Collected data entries
_ _ _

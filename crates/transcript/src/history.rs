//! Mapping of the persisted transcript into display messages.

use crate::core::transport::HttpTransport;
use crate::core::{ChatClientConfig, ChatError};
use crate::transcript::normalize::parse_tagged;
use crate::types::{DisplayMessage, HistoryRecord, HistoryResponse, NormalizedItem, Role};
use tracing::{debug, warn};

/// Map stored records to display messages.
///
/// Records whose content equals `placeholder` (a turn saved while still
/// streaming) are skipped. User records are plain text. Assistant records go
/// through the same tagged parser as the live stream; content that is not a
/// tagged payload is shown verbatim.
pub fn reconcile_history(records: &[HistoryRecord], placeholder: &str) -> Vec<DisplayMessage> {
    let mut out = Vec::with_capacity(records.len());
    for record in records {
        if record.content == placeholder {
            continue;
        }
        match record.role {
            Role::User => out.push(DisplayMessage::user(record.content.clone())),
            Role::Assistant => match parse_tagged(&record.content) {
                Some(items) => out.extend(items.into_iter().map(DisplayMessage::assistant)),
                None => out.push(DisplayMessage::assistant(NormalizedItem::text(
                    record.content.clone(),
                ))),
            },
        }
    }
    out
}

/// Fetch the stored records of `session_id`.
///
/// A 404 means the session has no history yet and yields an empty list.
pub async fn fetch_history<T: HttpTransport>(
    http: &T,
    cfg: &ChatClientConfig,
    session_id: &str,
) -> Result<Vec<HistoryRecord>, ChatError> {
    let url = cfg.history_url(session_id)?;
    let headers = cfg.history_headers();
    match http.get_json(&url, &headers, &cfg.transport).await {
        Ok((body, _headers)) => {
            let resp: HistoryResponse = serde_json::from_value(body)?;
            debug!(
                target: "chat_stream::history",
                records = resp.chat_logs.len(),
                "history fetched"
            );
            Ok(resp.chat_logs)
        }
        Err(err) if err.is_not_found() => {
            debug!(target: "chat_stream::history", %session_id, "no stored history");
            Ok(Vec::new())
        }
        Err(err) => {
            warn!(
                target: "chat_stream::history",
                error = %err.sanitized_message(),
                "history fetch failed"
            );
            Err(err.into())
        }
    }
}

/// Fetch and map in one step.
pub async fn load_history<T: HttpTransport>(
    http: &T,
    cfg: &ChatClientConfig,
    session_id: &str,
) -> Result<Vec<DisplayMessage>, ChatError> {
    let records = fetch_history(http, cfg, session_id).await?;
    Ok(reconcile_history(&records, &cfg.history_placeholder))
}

_ _ _

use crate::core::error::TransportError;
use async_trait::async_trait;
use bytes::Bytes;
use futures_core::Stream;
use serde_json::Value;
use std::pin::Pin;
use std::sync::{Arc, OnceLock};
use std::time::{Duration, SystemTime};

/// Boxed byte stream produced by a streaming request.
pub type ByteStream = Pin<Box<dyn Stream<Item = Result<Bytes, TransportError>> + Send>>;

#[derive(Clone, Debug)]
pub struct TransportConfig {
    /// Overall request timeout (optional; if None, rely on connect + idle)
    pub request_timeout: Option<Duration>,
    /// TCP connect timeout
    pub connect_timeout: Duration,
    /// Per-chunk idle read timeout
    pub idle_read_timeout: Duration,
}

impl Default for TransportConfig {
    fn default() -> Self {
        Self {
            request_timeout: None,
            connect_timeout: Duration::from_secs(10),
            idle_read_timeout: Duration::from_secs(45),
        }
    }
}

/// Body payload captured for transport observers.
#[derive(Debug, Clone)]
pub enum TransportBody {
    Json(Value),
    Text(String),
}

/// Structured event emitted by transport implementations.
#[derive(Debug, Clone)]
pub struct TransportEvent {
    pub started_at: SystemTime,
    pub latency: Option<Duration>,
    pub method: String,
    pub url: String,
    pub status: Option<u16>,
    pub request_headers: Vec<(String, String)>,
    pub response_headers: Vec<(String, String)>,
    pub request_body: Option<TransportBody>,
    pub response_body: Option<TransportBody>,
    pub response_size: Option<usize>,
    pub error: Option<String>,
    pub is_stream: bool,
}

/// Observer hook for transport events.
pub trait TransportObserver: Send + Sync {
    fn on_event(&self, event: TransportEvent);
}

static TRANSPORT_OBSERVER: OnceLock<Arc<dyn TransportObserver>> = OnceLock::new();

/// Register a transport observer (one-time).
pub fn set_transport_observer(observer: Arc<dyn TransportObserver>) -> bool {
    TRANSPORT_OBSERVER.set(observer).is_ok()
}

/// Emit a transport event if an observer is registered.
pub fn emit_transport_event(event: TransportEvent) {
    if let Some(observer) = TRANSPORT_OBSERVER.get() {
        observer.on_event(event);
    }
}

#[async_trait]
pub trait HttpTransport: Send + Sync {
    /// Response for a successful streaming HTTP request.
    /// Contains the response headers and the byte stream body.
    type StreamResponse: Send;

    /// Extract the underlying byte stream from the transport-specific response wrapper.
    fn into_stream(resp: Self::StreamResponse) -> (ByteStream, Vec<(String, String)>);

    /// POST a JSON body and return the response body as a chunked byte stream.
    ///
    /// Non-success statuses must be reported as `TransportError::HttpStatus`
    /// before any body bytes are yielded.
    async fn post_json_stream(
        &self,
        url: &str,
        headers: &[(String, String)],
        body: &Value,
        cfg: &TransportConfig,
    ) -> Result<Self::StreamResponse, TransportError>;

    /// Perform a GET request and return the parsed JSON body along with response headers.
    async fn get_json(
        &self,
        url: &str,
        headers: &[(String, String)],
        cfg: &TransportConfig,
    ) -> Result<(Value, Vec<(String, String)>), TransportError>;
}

_ _ _

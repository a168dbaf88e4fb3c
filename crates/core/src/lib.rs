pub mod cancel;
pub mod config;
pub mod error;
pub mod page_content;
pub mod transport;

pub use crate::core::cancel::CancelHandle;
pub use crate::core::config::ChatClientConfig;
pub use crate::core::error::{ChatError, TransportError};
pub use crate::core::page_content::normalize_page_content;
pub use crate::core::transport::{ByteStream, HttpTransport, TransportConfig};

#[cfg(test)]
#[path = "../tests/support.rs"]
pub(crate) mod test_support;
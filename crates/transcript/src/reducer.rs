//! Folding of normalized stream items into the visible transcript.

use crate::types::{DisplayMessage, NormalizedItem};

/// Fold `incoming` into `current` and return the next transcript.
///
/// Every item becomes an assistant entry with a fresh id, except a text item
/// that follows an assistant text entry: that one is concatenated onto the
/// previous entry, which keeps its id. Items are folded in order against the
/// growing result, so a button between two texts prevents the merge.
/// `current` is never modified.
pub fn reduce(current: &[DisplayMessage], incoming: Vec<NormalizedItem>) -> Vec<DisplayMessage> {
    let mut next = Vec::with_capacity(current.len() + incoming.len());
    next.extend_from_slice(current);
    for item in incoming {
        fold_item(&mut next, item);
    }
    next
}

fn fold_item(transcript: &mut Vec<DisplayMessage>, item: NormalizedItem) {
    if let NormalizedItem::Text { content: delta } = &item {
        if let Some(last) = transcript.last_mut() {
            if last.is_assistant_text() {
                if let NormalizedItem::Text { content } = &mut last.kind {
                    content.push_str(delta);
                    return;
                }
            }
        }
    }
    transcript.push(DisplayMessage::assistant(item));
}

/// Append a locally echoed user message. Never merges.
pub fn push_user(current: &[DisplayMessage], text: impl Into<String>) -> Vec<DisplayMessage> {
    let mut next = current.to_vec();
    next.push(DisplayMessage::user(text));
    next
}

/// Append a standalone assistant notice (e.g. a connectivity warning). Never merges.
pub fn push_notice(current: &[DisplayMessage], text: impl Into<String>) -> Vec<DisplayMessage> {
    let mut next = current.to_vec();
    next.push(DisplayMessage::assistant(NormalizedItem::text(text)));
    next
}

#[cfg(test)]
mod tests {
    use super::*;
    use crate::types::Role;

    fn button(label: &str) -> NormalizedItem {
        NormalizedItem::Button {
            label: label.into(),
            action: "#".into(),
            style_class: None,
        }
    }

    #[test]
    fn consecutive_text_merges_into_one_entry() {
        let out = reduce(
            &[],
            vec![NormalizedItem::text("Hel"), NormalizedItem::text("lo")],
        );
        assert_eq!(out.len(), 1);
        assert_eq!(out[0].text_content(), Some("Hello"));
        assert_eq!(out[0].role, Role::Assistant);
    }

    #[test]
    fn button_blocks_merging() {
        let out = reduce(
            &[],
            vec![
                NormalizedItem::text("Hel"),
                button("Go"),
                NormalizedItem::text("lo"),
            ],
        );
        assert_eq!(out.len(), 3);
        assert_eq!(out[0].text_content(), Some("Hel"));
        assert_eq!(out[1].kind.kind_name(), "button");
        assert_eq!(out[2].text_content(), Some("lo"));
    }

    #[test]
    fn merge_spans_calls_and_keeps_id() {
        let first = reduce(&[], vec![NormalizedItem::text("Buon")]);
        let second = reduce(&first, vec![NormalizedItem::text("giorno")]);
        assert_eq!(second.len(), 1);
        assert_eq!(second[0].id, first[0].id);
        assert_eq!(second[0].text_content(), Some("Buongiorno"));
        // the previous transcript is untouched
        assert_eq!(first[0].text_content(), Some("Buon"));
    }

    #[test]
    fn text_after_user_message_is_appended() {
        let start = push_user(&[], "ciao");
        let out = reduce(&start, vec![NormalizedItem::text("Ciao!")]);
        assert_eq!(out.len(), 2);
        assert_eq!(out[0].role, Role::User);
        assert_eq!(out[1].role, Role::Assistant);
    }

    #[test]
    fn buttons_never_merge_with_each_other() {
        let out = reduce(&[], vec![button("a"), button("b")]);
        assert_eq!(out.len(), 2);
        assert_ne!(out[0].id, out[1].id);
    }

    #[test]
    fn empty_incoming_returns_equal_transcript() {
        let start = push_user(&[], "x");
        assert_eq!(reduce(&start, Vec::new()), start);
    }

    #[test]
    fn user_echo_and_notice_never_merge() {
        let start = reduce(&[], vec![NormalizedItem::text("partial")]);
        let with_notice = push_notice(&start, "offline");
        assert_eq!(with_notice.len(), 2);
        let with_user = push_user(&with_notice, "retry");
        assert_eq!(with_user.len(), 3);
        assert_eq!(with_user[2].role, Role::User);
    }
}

_ _ _

■ Action item:
Search the entries above for the string "TransportEvent", and report each line where it occurs.

■ Answer to this exercise:
pub struct TransportEvent {
    fn on_event(&self, event: TransportEvent);
pub fn emit_transport_event(event: TransportEvent) {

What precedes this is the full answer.